In its SEC submitting, AT&T disclosed that cybercriminals accessed and stole buyer name and textual content knowledge protecting Could 1, 2022, to October 31, 2022, plus one other breach on January 2, 2023, affecting a number of prospects. The investigation exhibits the breach occurred between April 14 and April 25, 2024.
Moreover, AT&T advised TechCrunch that the info breach affected prospects of different networks utilizing AT&T’s infrastructure. This consists of name data for customers of Cricket Wi-fi, Increase Cell, and Client Mobile.
AT&T says it is going to attain out to all 110 million affected prospects quickly to maintain everybody within the loop concerning the breach. Plus, it has arrange a web site the place yow will discover solutions and information about what occurred.
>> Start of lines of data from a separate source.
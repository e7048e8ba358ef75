//! Core classification and grouping engine.
//!
//! Data flows strictly forward:
//! loader -> grouper -> classifier -> resolver -> aggregator.

pub mod aggregator;
pub mod classifier;
pub mod dates;
pub mod grouper;
pub mod loader;
pub mod resolver;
An AT&T spokesperson confirmed to TechCrunch that the breach stemmed from a hacked account on Snowflake, a third-party cloud platform. Comparable breaches at Ticketmaster and QuoteWizard have been additionally linked to Snowflake. The cloud firm blamed the shortage of multi-factor authentication on the AT&T account, underscoring the necessity for robust cybersecurity from each prospects and distributors.
Snowflake permits corporations to maintain intensive buyer knowledge within the cloud for evaluation. AT&T hasn’t clarified why it desires to investigate such massive quantities of information or why it is utilizing Snowflake for storage, as per TechCrunch.
Cybersecurity consultants at Mandiant have attributed the info breach to UNC5537, an unidentified cybercriminal group. Mandiant suggests the assault was probably financially motivated, which means the stolen knowledge may very well be used for fraud.
On the very least, hackers did not entry the content material of calls and texts, or any private data like names, Social Safety numbers, or dates of start. Nonetheless, regardless that buyer names weren’t a part of the breach, it is nonetheless attainable to match a reputation with a telephone quantity utilizing on-line instruments.
An enormous challenge right here is the delay in telling the general public. AT&T knew concerning the breach in April however held off on saying it twice. TechCrunch studies that the FBI, AT&T, and the Division of Justice agreed to maintain it quiet as a consequence of nationwide safety and security considerations. The specifics aren’t clear, however this delay raises transparency questions and exhibits how tough balancing cybersecurity and nationwide safety will be.
This latest breach is one other hit to AT&T’s cybersecurity efforts, coming quickly after a separate leak earlier this yr that affected over 70 million prospects. Whereas AT&T claims the incidents are unrelated, the back-to-back breaches increase severe questions concerning the firm’s knowledge safety technique and its capacity to guard buyer data.